CRC project staff hope for a consensus on one of two, two-bridge, “stacked” options that remain on the table. The two options boil down to putting bicycle and pedestrian traffic on an upper deck, adjacent to motor vehicle traffic or putting it underneath.
Nearly all of the analysis and expert opinion at this point seems to favor the underdeck option, but there is also a growing discomfort among bike advocates that neither option is acceptable and — despite urging from CRC staff that consensus is needed — a growing stalemate exists.
Back in June, it seemed that the underdeck design, coupled with strong commitments on maintenance and security, would move forward as the clear winner. However, now it seems like there are just too many “ifs” in that approach. What if the promises aren’t kept? What if maintenance/security measures are value-engineered out of the project? What if there is no authority to enforce such a commitment?
The Bicycle Transportation Alliance, who has sat on the CRC’s ped and bike committee for years, has expressed concerns about an underdeck facility since June. The BTA’s Michelle Poyourow said she feared such a facility would be “underused” due to users who would “feel alone”.
However, back in July, Poyourow said they would support the underdeck option if a strongly worded security and maintenance agreement would be signed by appropriate agencies on both sides of the river. But since then, Poyourow and the BTA have hardened their opposition to the bridge.
Last week, after The Oregonian published an editorial that seemed to call into question any spending on bike/ped facilities, two members of the BTA board issued a response (it has not yet been published) that included their strongest opposition to the project yet:
“This CRC proposal, if it were ever to get built, would be a $4 billion mistake… the seven-mile project corridor lacks consistent bike-able paths and roadways, making this is a bike bridge to nowhere for cyclists.”
Portland Bicycle Advisory Committee
meeting in May.
(Photo © J. Maus)
David Parisi, who is heading up the CRC’s bike and pedestrian design process, took both bridge design options to the City of Portland’s Bicycle Advisory Commitee (BAC) and its Pedestrian Advisory Committee (PAC)* earlier this month.
At the City’s BAC meeting, members elected to not recommend either option (much to the chagrin of Parisi). As committee members and the CRC project representative on the city committee, Shayna Rehberg, tried to organize a vote, committee member Ian Stude shared that he was not comfortable with either option. “What if we don’t make a recommendation at all?” he wondered.
As talks of a vote broke down, Parisi threatened the group that funding for the bike/ped facility could be in jeapordy if consensus on one of the two options was not made.
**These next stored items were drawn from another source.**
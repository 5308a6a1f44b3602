//! Integration tests for the cooldown registry lifecycle.
//!
//! All tests run on paused Tokio time with a clock anchored to a fixed Unix
//! time, so expiries are exact.

use std::sync::Arc;
use std::time::Duration;
use ticketbot_common::test_utils::init_test_logging;
use ticketbot_cooldown::{
    CooldownDuration, CooldownEvent, CooldownRegistry, CooldownSettings, EventKind, LeftFormat,
    TokioClock,
};
use ticketbot_i18n::{Locale, Messages};
use tokio::sync::mpsc;

const START_MS: i64 = 1_700_000_000_000;

fn registry_with(settings: CooldownSettings) -> CooldownRegistry {
    init_test_logging();
    CooldownRegistry::with_clock(
        settings,
        Arc::new(Messages::load().unwrap()),
        Arc::new(TokioClock::starting_at(START_MS)),
    )
}

fn registry() -> CooldownRegistry {
    registry_with(CooldownSettings {
        locale: Locale::English,
        ..CooldownSettings::default()
    })
}

fn forward(registry: &CooldownRegistry, kind: EventKind) -> mpsc::UnboundedReceiver<CooldownEvent> {
    let (tx, rx) = mpsc::unbounded_channel();
    registry.subscribe(kind, move |event| {
        let _ = tx.send(event.clone());
    });
    rx
}

#[tokio::test(start_paused = true)]
async fn test_set_then_has_and_get() {
    let registry = registry();

    registry
        .set("u1", CooldownDuration::minutes(5), false)
        .unwrap();

    assert!(registry.has("u1").unwrap());
    assert_eq!(registry.get("u1"), Some(START_MS + 300_000));
    assert!(!registry.has("u2").unwrap());
    assert_eq!(registry.get("u2"), None);
}

#[tokio::test(start_paused = true)]
async fn test_ten_second_cooldown_expires_with_event() {
    let registry = registry();
    let mut started = forward(&registry, EventKind::Started);
    let mut expired = forward(&registry, EventKind::Expired);

    registry
        .set("u1", CooldownDuration::seconds(10), false)
        .unwrap();
    assert!(registry.has("u1").unwrap());

    let event = started.recv().await.unwrap();
    assert_eq!(event.records()[0].key, "u1");
    assert_eq!(event.records()[0].expires_at_ms, START_MS + 11_000);

    tokio::time::sleep(Duration::from_secs(12)).await;
    assert!(!registry.has("u1").unwrap());

    let event = expired.recv().await.unwrap();
    assert_eq!(event.kind(), EventKind::Expired);
    assert_eq!(event.records()[0].key, "u1");
    assert!(registry.is_empty());
}

#[tokio::test(start_paused = true)]
async fn test_replacement_emits_single_expiry() {
    let registry = registry();
    let mut started = forward(&registry, EventKind::Started);
    let mut expired = forward(&registry, EventKind::Expired);

    registry.set("k", CooldownDuration::seconds(2), false).unwrap();
    registry.set("k", CooldownDuration::seconds(20), false).unwrap();

    assert_eq!(started.recv().await.unwrap().records()[0].expires_at_ms, START_MS + 3_000);
    assert_eq!(started.recv().await.unwrap().records()[0].expires_at_ms, START_MS + 21_000);

    tokio::time::sleep(Duration::from_secs(5)).await;
    assert!(registry.has("k").unwrap());
    assert!(expired.try_recv().is_err());

    tokio::time::sleep(Duration::from_secs(20)).await;
    let event = expired.recv().await.unwrap();
    assert_eq!(event.records()[0].expires_at_ms, START_MS + 21_000);
    assert!(expired.try_recv().is_err());
}

#[tokio::test(start_paused = true)]
async fn test_remove_is_idempotent() {
    let registry = registry();
    let mut deleted = forward(&registry, EventKind::Deleted);

    registry.set("k", CooldownDuration::hours(1), false).unwrap();

    let removed = registry.remove("k").unwrap();
    assert_eq!(removed.len(), 1);
    assert_eq!(removed[0].key, "k");
    assert!(registry.remove("k").unwrap().is_empty());
    assert!(!registry.has("k").unwrap());

    let event = deleted.recv().await.unwrap();
    assert_eq!(event.records(), removed.as_slice());
    tokio::task::yield_now().await;
    assert!(deleted.try_recv().is_err());
}

#[tokio::test(start_paused = true)]
async fn test_removed_cooldown_never_expires() {
    let registry = registry();
    let mut expired = forward(&registry, EventKind::Expired);

    registry.set("k", CooldownDuration::seconds(1), false).unwrap();
    registry.remove("k").unwrap();

    tokio::time::sleep(Duration::from_secs(5)).await;
    assert!(expired.try_recv().is_err());
}

#[tokio::test(start_paused = true)]
async fn test_remove_all_reports_everything_once() {
    let registry = registry();
    let mut deleted = forward(&registry, EventKind::Deleted);

    assert!(registry.remove_all().is_empty());

    registry.set("b", CooldownDuration::minutes(1), false).unwrap();
    registry.set("a", CooldownDuration::minutes(2), false).unwrap();

    let removed = registry.remove_all();
    let keys: Vec<&str> = removed.iter().map(|r| r.key.as_str()).collect();
    assert_eq!(keys, ["a", "b"]);
    assert!(registry.is_empty());
    assert!(registry.get_all().is_empty());

    let event = deleted.recv().await.unwrap();
    assert_eq!(event.records().len(), 2);
    tokio::task::yield_now().await;
    assert!(deleted.try_recv().is_err());
}

#[tokio::test(start_paused = true)]
async fn test_long_cooldown_is_chained() {
    let registry = registry_with(CooldownSettings {
        max_timer_delay: Duration::from_secs(60),
        ..CooldownSettings::default()
    });
    let mut expired = forward(&registry, EventKind::Expired);

    registry.set("long", CooldownDuration::minutes(5), false).unwrap();

    tokio::time::sleep(Duration::from_secs(299)).await;
    assert!(registry.has("long").unwrap());
    assert!(expired.try_recv().is_err());

    tokio::time::sleep(Duration::from_secs(2)).await;
    assert!(!registry.has("long").unwrap());
    assert_eq!(expired.recv().await.unwrap().records()[0].key, "long");
    assert!(registry.rearm_count() >= 1);
}

#[tokio::test(start_paused = true)]
async fn test_left_renderings() {
    let registry = registry();
    registry.set("k", CooldownDuration::seconds(4), false).unwrap();

    assert_eq!(registry.left("k", LeftFormat::Digital).unwrap(), "00:05");
    assert_eq!(registry.left("k", LeftFormat::Text).unwrap(), "5 seconds");
    assert_eq!(
        registry.left("k", LeftFormat::Timestamp).unwrap(),
        "<t:1700000005:R>"
    );

    assert_eq!(registry.left("idle", LeftFormat::Digital).unwrap(), "00:00 <");
    assert_eq!(
        registry.left("idle", LeftFormat::Text).unwrap(),
        "a few milliseconds"
    );
    assert_eq!(
        registry.left("idle", LeftFormat::Timestamp).unwrap(),
        "<t:1700000000:R>"
    );
}

#[tokio::test(start_paused = true)]
async fn test_left_uses_largest_unit() {
    let registry = registry();
    registry
        .set("k", CooldownDuration::days(3).with_hours(5), false)
        .unwrap();

    assert_eq!(registry.left("k", LeftFormat::Text).unwrap(), "3 days");
    assert_eq!(registry.left("k", LeftFormat::Digital).unwrap(), "03:05:00:00");
}

#[tokio::test(start_paused = true)]
async fn test_left_format_from_name() {
    let err = "texto".parse::<LeftFormat>().unwrap_err();
    assert!(err.to_string().contains("'timestamp' | 'digital' | 'text'"));
}

#[tokio::test(start_paused = true)]
async fn test_subscriber_counts() {
    let registry = registry();
    assert_eq!(registry.count_subscribers(None), 0);

    let _started = forward(&registry, EventKind::Started);
    let _expired = forward(&registry, EventKind::Expired);

    assert_eq!(registry.count_subscribers(Some(EventKind::Started)), 1);
    assert_eq!(registry.count_subscribers(Some(EventKind::Deleted)), 0);
    assert_eq!(registry.count_subscribers(None), 2);
}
In the end, the City’s BAC decided to not make a recommendation. According to committee Chair Matt Arnold, they intend to draft a position letter on the project to Mayor Adams expressing their concerns.
The City of Portland’s BAC is unlikely to outright oppose the project and remove themselves from their advisory role, but the BTA is in a different position. They are caught in an increasingly difficult advocacy situation.
The BTA is clearly not in support of the project, but as standing members of the CRC bike/ped advisory committee, they have devoted hundreds of staff hours to helping CRC staff design the bridge. How can they justify supporting the project in an advisory role (especially when they have limited staff capacity), while at the same time they are calling it a “mistake” and a “bridge to nowhere for cyclists”?
We’ll have more on this after today’s meeting.
For more on the Columbia River Crossing, view our previous coverage.
*The City of Portland Pedestrian Advisory Committee has officially recommended the underdeck option with the condition of commitments on a maintenance and security agreement.